In the 1990s and early 2000s, new treatments emerged, including targeted therapies (such as monoclonal antibodies and protein inhibitors), hormone and biologic therapies as well as new chemotherapies — most of them more easily tolerated than traditional chemotherapy. Advances in genetics led to the molecular profiling of tumors, giving oncologists better insights to match treatments more precisely to each patient’s subtype.

When aggressive treatment was prevalent 20 to 30 years ago, Kovoor says, mortality rates were much higher. “The battle cry was, ‘We’ve got to hit this with everything we have,'” he said. “Now, we have a better understanding of the biology and we’re wiser. We’re thinking more in terms of ‘What’s the most effective and least toxic way of managing a cancer diagnosis?'”

Chemotherapy: still around

De-escalation mostly applies to patients with early-stage breast cancer — yet another reason to promote early detection. All of the doctors interviewed for this story cautioned that chemotherapy still has a place in the toolbox of cancer treatments, especially for those with metastatic disease, when the cancer has spread to other areas of the body.

Dr. Nisha Unni, a medical oncologist at UT Southwestern Medical Center.(UT Southwestern Medical Center)
Dr. Nisha Unni, a medical oncologist at UT Southwestern Medical Center. (UT Southwestern Medical Center)

Arteaga worries that de-escalation could make some patients even more frightened of chemotherapy, which still saves lives. And there’s still plenty of debate, Kovoor notes, about when to prescribe chemotherapy, especially for patients in the gray area between high risk or low risk for recurrence.

“There is still a role for chemo. We’re just getting smarter about identifying those patients that don’t need chemo or don’t need as much of it,” said Dr.
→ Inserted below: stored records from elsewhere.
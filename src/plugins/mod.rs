// ABOUTME: Compile-time plugin system for extensible tool architecture
// ABOUTME: Type-safe plugin registration and execution with plugin lifecycle management
//
// Licensed under either of Apache License, Version 2.0 or MIT License at your option.
// Copyright ©2025 Async-IO.org

//! # Plugin System
//!
//! Compile-time plugin registration system that provides:
//! - Zero-cost plugin abstractions via distributed slices
//! - Type-safe plugin registration and execution
//! - Plugin lifecycle management
//! - Categorized plugin organization
//!
//! ## Usage
//!
//! ```rust,no_run
//! use pierre_mcp_server::plugins::core::{PluginToolStatic, PluginImplementation};
//! use pierre_mcp_server::plugins::PluginEnvironment;
//! use pierre_mcp_server::protocols::{UniversalRequest, UniversalResponse, ProtocolError};
//!
//! pub struct CustomAnalysisTool;
//!
//! # #[async_trait::async_trait]
//! impl PluginImplementation for CustomAnalysisTool {
//!     async fn execute_impl(&self, request: UniversalRequest, env: PluginEnvironment<'_>) -> Result<UniversalResponse, ProtocolError> {
//!         // Plugin implementation
//! #       Ok(UniversalResponse {
//! #           success: true,
//! #           result: None,
//! #           error: None,
//! #           metadata: None,
//! #       })
//!     }
//! }
//! ```

pub mod core;
pub mod executor;
pub mod registry;

/// Community-contributed plugins
pub mod community;

// Re-export key types
pub use core::{PluginInfo, PluginTool, PluginToolStatic};
pub use executor::{PluginToolExecutor, PluginToolExecutorBuilder, ToolInfo};
pub use registry::PluginRegistry;

use crate::protocols::universal::UniversalResponse;
use crate::protocols::ProtocolError;

/// Plugin execution context with user information
#[derive(Debug, Clone)]
pub struct PluginContext {
    pub user_id: uuid::Uuid,
    pub tenant_id: Option<uuid::Uuid>,
}

/// Plugin execution result with usage tracking
#[derive(Debug)]
pub struct PluginResult {
    pub response: Result<UniversalResponse, ProtocolError>,
    pub credits_consumed: u32,
    pub execution_time_ms: u64,
}

/// Plugin execution environment for safe resource access
pub struct PluginEnvironment<'a> {
    pub database: &'a crate::database_plugins::factory::Database,
    pub provider_registry: &'a crate::providers::registry::ProviderRegistry,
    pub context: &'a PluginContext,
}

impl<'a> PluginEnvironment<'a> {
    /// Create new plugin environment with resource access
    #[must_use]
    pub const fn new(
        database: &'a crate::database_plugins::factory::Database,
        provider_registry: &'a crate::providers::registry::ProviderRegistry,
        context: &'a PluginContext,
    ) -> Self {
        Self {
            database,
            provider_registry,
            context,
        }
    }
}
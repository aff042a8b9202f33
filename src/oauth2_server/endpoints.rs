// ABOUTME: OAuth 2.0 authorization and token endpoints implementation
// ABOUTME: Handles OAuth 2.0 flow with JWT tokens as access tokens for MCP client compatibility
//
// Licensed under either of Apache License, Version 2.0 or MIT License at your option.
// Copyright ©2025 Async-IO.org

// NOTE: All `.clone()` calls in this file are Safe - they are necessary for:
// - String ownership transfers to struct constructors (OAuth2AuthCode, TokenResponse)
// - Arc clone for database manager creation

use super::client_registration::ClientRegistrationManager;
use super::models::{
    AuthorizeRequest, AuthorizeResponse, OAuth2AuthCode, OAuth2Error, TokenRequest, TokenResponse,
};
use crate::admin::jwks::JwksManager;
use crate::auth::AuthManager;
use crate::database_plugins::DatabaseProvider;
use crate::errors::AppError;
use anyhow::Result;
use base64::{engine::general_purpose, Engine as _};
use chrono::{Duration, Utc};
use ring::rand::{SecureRandom, SystemRandom};
use sha2::{Digest, Sha256};
use std::sync::Arc;
use subtle::ConstantTimeEq;
use uuid::Uuid;

/// Parameters for authorization code generation
struct AuthCodeParams<'a> {
    client_id: &'a str,
    user_id: Uuid,
    tenant_id: &'a str,
    redirect_uri: &'a str,
    scope: Option<&'a str>,
    state: Option<&'a str>,
    code_challenge: Option<&'a str>,
    code_challenge_method: Option<&'a str>,
}

/// OAuth 2.0 Authorization Server
pub struct OAuth2AuthorizationServer {
    client_manager: ClientRegistrationManager,
    auth_manager: Arc<AuthManager>,
    jwks_manager: Arc<JwksManager>,
    database: Arc<crate::database_plugins::factory::Database>,
}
Nisha Unni, a medical oncologist at UT Southwestern Medical Center.

What has changed, Arteaga says, is that chemotherapy has moved to the back of arsenal for some subtypes of breast cancer.

“If we look at those with early stage, operable breast cancer, the majority are going to be cured without chemo,” he said. “Chemo stopped being the first option for treatment. Now it might be the fifth option.”

‘Kind of a blip’

Catrina Szende, 69, benefited from this de-escalated approach. In 2015, she was diagnosed with HER2-positive breast cancer. About 1 in 5 women with breast cancer have this subtype.

HER2-positive cancers tend to grow and spread aggressively, but Szende’s tumor was small — less than 1 centimeter in diameter.

“Before 2013, we would have prescribed Herceptin plus two very strong chemotherapies with a lot of side effects, Taxotere and carboplatin,”said Unni, who is Szende’s physician. But a 2013 study showed good results for patients with small tumors — 3 cm or less — who received a less toxic regimen of Herceptin and a low dose of Taxol, a chemotherapy.

Patients on this treatment had excellent disease-free survival rates with few side effects. A more recent update found that, of the 400 women in the study, only eight died, none due to cancer. For Szende, Unni recommended 12 weeks of Taxol, 12 months of Herceptin, plus a course of radiation.

Szende was initially skeptical about further treatment. She felt the surgery likely removed all traces of the cancer, and she didn’t relish the idea of battling nausea and other debilitating side effects of chemo.

“I thought seriously about refusing because I felt fine and had no symptoms,” Szende said. “But then I considered my two grown children and my grandchild, and thought, ‘I think they want me to be around a little longer.’ I owed it to them.”

Szende consulted with a second physician, who prescribed exactly the same regimen as Unni, so she agreed to the treatment. She worked in her job as a pharmacist throughout the 12 months of treatment; her co-workers had no idea she’d been ill. She did lose her hair, but had no other side effects. Today she’s in remission and in good health, and credits early detection and the new, less toxic treatment.

“While I was in treatment, a doctor told me I’d look back on this three years later as just a blip,” she said. “I thought he was being disrespectful. But now that I’m three years out, it is kind of a blip.